No Room for Excess Room: Cobra Head Deformity of Both Discs of an Amplatzer Atrial Septal Occluder Device

June 2022
1557-2501
J INVASIVE CARDIOL 2022;34(6):E489. doi: 10.25270/jic/21.00442

Keywords: atrial septal defect, device complications

Veeraraghavan Atrial Septal Occluder Figure 1
Figure 1. (A) Fluoroscopy shows cobra head of deformity of left atrium disc with the proper shape of the RA disc during deployment. (B) Ex vivo image shows persistent cobra head deformity involving both atrial discs. (C) Fluoroscopy of the RA disc edge within the sheath before deployment. (D) Fluoroscopy of the infolded RA disc edge (seen as increased space between the sheath and disc, which is depicted as a black star) after retraction into the delivery sheath. (E) Fluoroscopic image showing successful deployment of new 34-mm ASO device.

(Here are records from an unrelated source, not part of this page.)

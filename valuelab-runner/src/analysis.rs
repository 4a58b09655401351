//! Analysis orchestration: from loaded prices to a full valuation and risk
//! report.
//!
//! One call runs every estimator on the same return stream:
//! 1. Trend of the price (single ticker) or wealth index (basket), distance
//!    from trend and reversion waiting times
//! 2. Bootstrap intervals for the Sharpe ratio and the mean return
//! 3. Rolling and regime-conditioned Sharpe
//! 4. Rolling bootstrap band of the mean return
//! 5. Normal and Student-t fits of the return distribution
//! 6. Buffett indicator, when a macro source is given
//!
//! Degenerate sub-results (zero volatility, too few points for a fit) become
//! warnings in the report, never errors.

use chrono::NaiveDate;
use log::{debug, info, warn};
use serde::Serialize;
use std::collections::BTreeMap;
use thiserror::Error;
use valuelab_core::bootstrap::SharpeVerdict;
use valuelab_core::data::{DataSource, MacroSource};
use valuelab_core::risk::{annualized_sharpe, daily_risk_free};
use valuelab_core::{
    bootstrap_ci, bootstrap_sharpe, fit_exponential_waiting_time, fit_return_distribution,
    fit_trend, log_trend_fit, pct_distance, portfolio_returns, regime_conditioned_sharpe, returns,
    rolling_bootstrap_ci, rolling_sharpe, time_to_reversion, ConfidenceInterval, DistributionFit,
    EstimationError, RegimeSharpe, RngHierarchy, RollingInterval, SeriesError, SharpeInterval,
    TimeSeries, TrendModel, Weights,
};

use crate::config::{AnalysisConfig, ConfigError, Fingerprint};
use crate::data_loader::LoadedData;

/// Current schema version for persisted reports.
pub const SCHEMA_VERSION: u32 = 1;

/// RNG streams, one per single-sample bootstrap.
const SHARPE_STREAM: &str = "sharpe";
const MEAN_STREAM: &str = "mean_return";

/// Errors from running an analysis.
#[derive(Debug, Error)]
pub enum AnalysisError {
    #[error("config error: {0}")]
    Config(#[from] ConfigError),

    #[error("estimation error: {0}")]
    Estimation(#[from] EstimationError),

    #[error("series error: {0}")]
    Series(#[from] SeriesError),
}

// ─── Report ──────────────────────────────────────────────────────────

/// Everything one analysis run produces.
///
/// Full series are kept in [`ReportSeries`], which is exported as CSV rather
/// than embedded in the JSON report.
#[derive(Debug, Clone, Serialize)]
pub struct AnalysisReport {
    pub schema_version: u32,
    pub fingerprint: Fingerprint,
    pub dataset_hash: String,
    pub config: AnalysisConfig,
    pub sources: BTreeMap<String, DataSource>,
    pub synthetic: bool,
    pub weights_used: Weights,
    pub first_date: Option<NaiveDate>,
    pub last_date: Option<NaiveDate>,
    pub trend: TrendSummary,
    pub returns: ReturnSummary,
    pub sharpe: Option<SharpeSummary>,
    pub mean_return: ConfidenceInterval,
    pub latest_rolling_sharpe: Option<f64>,
    pub regime_sharpe: RegimeSharpe,
    pub rolling_band: RollingBandSummary,
    pub distribution: DistributionFit,
    pub buffett: Option<BuffettSummary>,
    pub warnings: Vec<String>,
    #[serde(skip)]
    pub series: ReportSeries,
}

/// Full series behind the report, for charting.
#[derive(Debug, Clone)]
pub struct ReportSeries {
    /// Price (single ticker) or wealth index (basket) the trend was fitted on.
    pub level: TimeSeries,
    pub trend: TimeSeries,
    pub pct_distance: TimeSeries,
    pub returns: TimeSeries,
    pub rolling_sharpe: TimeSeries,
    pub rolling_band: Vec<RollingInterval>,
    pub buffett: Option<TimeSeries>,
}

#[derive(Debug, Clone, Serialize)]
pub struct TrendSummary {
    pub model: TrendModel,
    /// Name of the fitted level series: the ticker or `wealth_index`.
    pub fitted_on: String,
    pub latest_level: Option<f64>,
    pub latest_trend: Option<f64>,
    /// Percent distance of the latest level from trend.
    pub latest_distance_pct: Option<f64>,
    /// Per-day log slope, log-linear model only.
    pub log_slope: Option<f64>,
    /// Compound annual growth implied by the slope, log-linear model only.
    pub annualized_growth: Option<f64>,
    pub reversion: ReversionSummary,
}

/// Waiting times between crossings of the trend.
#[derive(Debug, Clone, Serialize)]
pub struct ReversionSummary {
    pub runs: usize,
    pub mean_duration: Option<f64>,
    /// Exponential waiting-time rate, `1 / mean_duration`.
    pub exponential_rate: Option<f64>,
    /// Length of the run still in progress.
    pub current_run: Option<usize>,
    pub currently_above: Option<bool>,
}

#[derive(Debug, Clone, Copy, Serialize)]
pub struct ReturnSummary {
    pub observations: usize,
    pub mean_daily: f64,
    pub std_daily: f64,
    /// Point estimate of the annualized Sharpe ratio.
    pub annualized_sharpe: Option<f64>,
}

A 25-year-old female patient with a 30-mm ostium secundum atrial septal defect received a transesophageal echocardiogram-guided device closure. The 32-mm Amplatzer atrial septal occluder (ASO) device was carefully prepared and loaded through a 12-Fr delivery sheath. While deploying the device, a persistent cobra head deformity of the left atrial (LA) disc with proper right atrial (RA) disc shape (Figure 1A) was noted, hence the device was retracted into the sheath. The device’s complete exteriorization and introspection revealed a persistent cobra head deformity involving both atrial discs (Figure 1B). Analyzing retrospectively, inadvertent infolding of the RA disc edge while retracting into the sheath led to deformity of the RA disc as well (Figures 1C, 1D; Video 1). The procedure was completed successfully using a different device through a 12-Fr sheath (34-mm Amplatzer ASO) (Figure 1E).

Cobra head deformity is one of the various shape memory abnormalities encountered in nitinol septal occluders. Most deformations are subtle and transient, while a few remain persistent, requiring a change of device. Common reasons include: restraint of the left disc by the left atrial structures; larger devices; use of disproportionately large delivery sheaths that causes infolding of the disc edge; an excessive force or twist of the device either while advancing or retracting into the sheath; angulation or kink in the delivery system; manufacturing defects; and lower ambient temperature of the saline in the catheterization laboratory. To our knowledge, this is the first case in the literature citing cobra head deformity of both atrial discs. A large delivery sheath with excess room possibly led to deformity in our case. This case highlights the importance of following manufacturer-recommended sheath sizes for optimal device implantation.

Affiliations and Disclosures

From the Department of Cardiology, SRM Medical College and Research Centre, Potheri, Chengalpattu, Tamilnadu, India.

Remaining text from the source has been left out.